Mercredi en fin de matinée, la Municipalité de Moutier a indiqué dans un communiqué avoir pris acte mercredi d’un accord entre la Fondation « Pays des Merveilles » et l’entreprise de machines-outils Tornos. « Dans les faits, cet accord annule la dette de 228'000 francs, contractée par les occupants de l’usine Junker à l’égard de la Fondation. Les parties créancière et propriétaire s’étant finalement entendues, le dernier obstacle vers un règlement définitif de cette affaire est ainsi levé », peut-on lire dans le communiqué du Conseil municipal.

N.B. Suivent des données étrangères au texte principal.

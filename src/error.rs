use thiserror::Error;

#[derive(Debug, Error)]
pub enum SprigError {

    #[error("IO error: {0}")]
    Io(#[from] std::io::Error),

    #[error("script parse error: {0}")]
    Parse(String),

    #[error("{0}")]
    Script(String),

    #[error("undefined variable {0}")]
    UndefinedVar(String),

    #[error("unknown function invocation '{0}'")]
    UnknownFunction(String),

    #[error("wrong number of arguments, expected {0}, got {1}")]
    WrongArgCount(usize, usize),

    #[error("bad argument to function call: {0}")]
    BadArgument(&'static str),

    #[error("template error {0}")]
    Template(#[from] minijinja::Error),

    #[error("SSH error: {0}")]
    Ssh(#[from] ssh2::Error),

    #[error("incorrect target specified")]
    BadTarget,

    #[error("SSH session not connected")]
    NotConnected,

    #[error("Regex error")]
    RegexError(#[from] regex::Error),
}
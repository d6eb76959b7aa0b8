//! Wire format for one protocol message.
//!
//! ```text
//! [tag:4][payload_len:4][payload:N]
//! ```
//!
//! The tag is four ASCII bytes, the payload length a big-endian unsigned
//! 32-bit integer. A zero-length payload is a complete frame on its own.

use bytes::{BufMut, Bytes, BytesMut};
use thiserror::Error;

pub const TAG_LEN: usize = 4;
pub const HEADER_LEN: usize = TAG_LEN + 4;

/// Errors produced while decoding a frame header.
#[derive(Debug, Error, PartialEq, Eq)]
pub enum FrameError {
    #[error("truncated header: need 8 bytes, got {0}")]
    TruncatedHeader(usize),
}

/// A decoded header: the raw command tag and the payload length that follows.
#[derive(Debug, Clone, Copy, PartialEq, Eq)]
pub struct FrameHeader {
    pub tag: [u8; TAG_LEN],
    pub payload_len: u32,
}

/// The commands the room understands, plus a passthrough for tags it does
/// not. Unknown tags keep their raw bytes so they can be logged and
/// re-encoded unmodified.
#[derive(Debug, Clone, Copy, PartialEq, Eq)]
pub enum Command {
    Name,
    Chat,
    Quit,
    Unknown([u8; TAG_LEN]),
}

impl Command {
    pub fn from_tag(tag: [u8; TAG_LEN]) -> Self {
        match &tag {
            b"name" => Command::Name,
            b"chat" => Command::Chat,
            b"quit" => Command::Quit,
            _ => Command::Unknown(tag),
        }
    }

    pub fn tag(&self) -> [u8; TAG_LEN] {
        match *self {
            Command::Name => *b"name",
            Command::Chat => *b"chat",
            Command::Quit => *b"quit",
            Command::Unknown(tag) => tag,
        }
    }
}

pub fn decode_header(bytes: &[u8]) -> Result<FrameHeader, FrameError> {
    if bytes.len() < HEADER_LEN {
        return Err(FrameError::TruncatedHeader(bytes.len()));
    }

    let mut tag = [0u8; TAG_LEN];
    tag.copy_from_slice(&bytes[..TAG_LEN]);

    let mut len = [0u8; 4];
    len.copy_from_slice(&bytes[TAG_LEN..HEADER_LEN]);

    Ok(FrameHeader {
        tag,
        payload_len: u32::from_be_bytes(len),
    })
}

/// Encodes tag + length prefix + payload as one buffer, so the frame goes
/// out as a single logical write.
pub fn encode_frame(tag: [u8; TAG_LEN], payload: &[u8]) -> Bytes {
    let mut buf = BytesMut::with_capacity(HEADER_LEN + payload.len());
    buf.put_slice(&tag);
    buf.put_u32(payload.len() as u32);
    buf.put_slice(payload);
    buf.freeze()
}
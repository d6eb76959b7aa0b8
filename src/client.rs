use anyhow::{bail, Context, Result};
use bytes::Bytes;
use tokio::{
    io::{AsyncBufReadExt, AsyncWriteExt, BufReader},
    net::{lookup_host, TcpStream},
    select,
};
use tracing::{info, warn};

use crate::cli::ConnectArgs;
use crate::connection::{Connection, ReadCondition};
use crate::frame::{encode_frame, TAG_LEN};

/// Marker that makes a typed line an explicit command instead of chat text.
const ESCAPE: char = '\\';

/// Connects to a room and runs until the server closes the connection or
/// local input ends.
///
/// Two activities proceed concurrently without blocking each other: decoding
/// newline-delimited broadcasts from the room, and turning typed lines into
/// frames. Stdin is serviced on the runtime's blocking pool, so the event
/// loop stays free while a line is being typed.
pub async fn run(args: ConnectArgs) -> Result<()> {
    let stream = establish_connection(&args).await?;
    let mut connection = Connection::new(stream);
    let mut input = BufReader::new(tokio::io::stdin()).lines();

    loop {
        select! {
            line = connection.read_until(ReadCondition::Delimiter(b'\n')) => {
                match line {
                    Ok(bytes) => print_broadcast(&bytes).await?,
                    Err(error) if error.kind() == std::io::ErrorKind::UnexpectedEof => {
                        info!("server closed the connection");
                        break;
                    }
                    Err(error) => return Err(error).context("reading from the room"),
                }
            }
            typed = input.next_line() => {
                match typed.context("reading local input")? {
                    Some(text) => {
                        if let Some(frame) = frame_for_input(&text) {
                            connection.write(&frame).await.context("sending to the room")?;
                        }
                    }
                    None => break,
                }
            }
        }
    }

    connection.close().await;
    Ok(())
}

/// Resolves host and port to candidate endpoints and connects to the first
/// one that answers.
async fn establish_connection(args: &ConnectArgs) -> Result<TcpStream> {
    let target = format!("{}:{}", args.host, args.port);
    let candidates = lookup_host(&target)
        .await
        .with_context(|| format!("failed to resolve {target}"))?;

    let mut last_error = None;
    for addr in candidates {
        match TcpStream::connect(addr).await {
            Ok(stream) => {
                info!("connected to {addr}");
                return Ok(stream);
            }
            Err(error) => {
                warn!(%addr, ?error, "candidate endpoint did not answer");
                last_error = Some(error);
            }
        }
    }

    match last_error {
        Some(error) => Err(error).context(format!("failed to connect to {target}")),
        None => bail!("{target} resolved to no addresses"),
    }
}

async fn print_broadcast(line: &[u8]) -> Result<()> {
    let mut stdout = tokio::io::stdout();
    stdout.write_all(line).await?;
    stdout.flush().await?;
    Ok(())
}

/// Turns one typed line into a frame.
///
/// A line starting with the escape marker is `\<4-char-command>[<sp><data>]`
/// with data defaulting to empty; anything else non-empty is an implicit
/// `chat` with the whole line as payload. Returns `None` for lines that
/// should not be sent.
fn frame_for_input(line: &str) -> Option<Bytes> {
    let Some(rest) = line.strip_prefix(ESCAPE) else {
        if line.is_empty() {
            return None;
        }
        return Some(encode_frame(*b"chat", line.as_bytes()));
    };

    let (command, data) = match rest.split_once(' ') {
        Some((command, data)) => (command, data),
        None => (rest, ""),
    };

    let tag: [u8; TAG_LEN] = match command.as_bytes().try_into() {
        Ok(tag) => tag,
        Err(_) => {
            warn!(command, "commands must be exactly four characters");
            return None;
        }
    };

    Some(encode_frame(tag, data.as_bytes()))
}
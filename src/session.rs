use std::io;

use bytes::Bytes;
use tokio::io::{AsyncRead, AsyncWrite};

use crate::connection::{Connection, ReadCondition};
use crate::frame::{decode_header, Command, FrameHeader, HEADER_LEN};

/// Display name a session carries until a `name` command arrives.
pub const DEFAULT_NAME: &str = "<unknown>";

/// One decoded frame, ready for dispatch.
#[derive(Debug, Clone, PartialEq, Eq)]
pub struct Message {
    pub command: Command,
    pub payload: Bytes,
}

/// One client's connection plus its chat state.
///
/// A session alternates between awaiting a header and awaiting a payload;
/// the `pending` slot records a header whose payload has not arrived yet, so
/// a decode cycle cancelled between the two reads resumes where it stopped.
pub struct Session<S> {
    connection: Connection<S>,
    name: String,
    pending: Option<FrameHeader>,
}

impl<S> Session<S> {
    pub fn new(connection: Connection<S>) -> Self {
        Self {
            connection,
            name: DEFAULT_NAME.to_string(),
            pending: None,
        }
    }

    pub fn name(&self) -> &str {
        &self.name
    }

    pub fn set_name(&mut self, name: String) {
        self.name = name;
    }
}

impl<S: AsyncRead + Unpin> Session<S> {
    /// Runs one decode cycle: header, then payload if the header announced
    /// one. Returns exactly one message or the error that ended the read.
    ///
    /// Cancel-safe: safe to race in a `select!` against broadcast delivery.
    pub async fn read_message(&mut self) -> io::Result<Message> {
        let header = match self.pending.take() {
            Some(header) => header,
            None => {
                let bytes = self
                    .connection
                    .read_until(ReadCondition::Exact(HEADER_LEN))
                    .await?;
                decode_header(&bytes)
                    .map_err(|error| io::Error::new(io::ErrorKind::InvalidData, error))?
            }
        };

        if header.payload_len == 0 {
            return Ok(Message {
                command: Command::from_tag(header.tag),
                payload: Bytes::new(),
            });
        }

        // Park the header before awaiting the payload; if the await is
        // cancelled, the next call resumes with the same header.
        self.pending = Some(header);
        let payload = self
            .connection
            .read_until(ReadCondition::Exact(header.payload_len as usize))
            .await?;
        self.pending = None;

        Ok(Message {
            command: Command::from_tag(header.tag),
            payload,
        })
    }
}

impl<S: AsyncWrite + Unpin> Session<S> {
    /// Writes one broadcast line to this session's peer. Failures here end
    /// only this session; the broadcaster never hears about them.
    pub async fn write_message(&mut self, payload: &[u8]) -> io::Result<()> {
        self.connection.write(payload).await
    }

    pub async fn close(&mut self) {
        self.connection.close().await;
    }
}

Du côté du Pantrographe, le litige n’a toutefois pas encore trouvé son épilogue. Selon le collectif, Tornos a fait une proposition de remboursement de 70'000 francs. Ce qui n’est pas suffisant pour le collectif qui attend toujours que le montant total soit versé.

Pour Tornos, cette affaire est réglée. L'entreprise récupérera prochainement l'ancienne usine Junker afin d'y installer les activités du foyer qui a été vendu. Mais avant cela, la société doit décider de la suite des opérations. S'ils campent sur leurs positions, les membres du collectif seront probablement expulsés par les forces de l'ordre. /mdu

« On prend le risque d’aller en prison »

Dans l’attente, les membres du Pantographe ont fait leurs cartons et déménagé une partie de leurs affaires, mais ils sont bien décidés à rester jusqu’à obtenir gain de cause. En restant ils s’exposent toutefois à une amende allant jusqu’à 10'000 francs. Ondine Yaffi, membre du collectif, est prête à prendre ce risque. Elle affirme même qu’elle ira en prison s’il le faut pour faire entendre sa voix.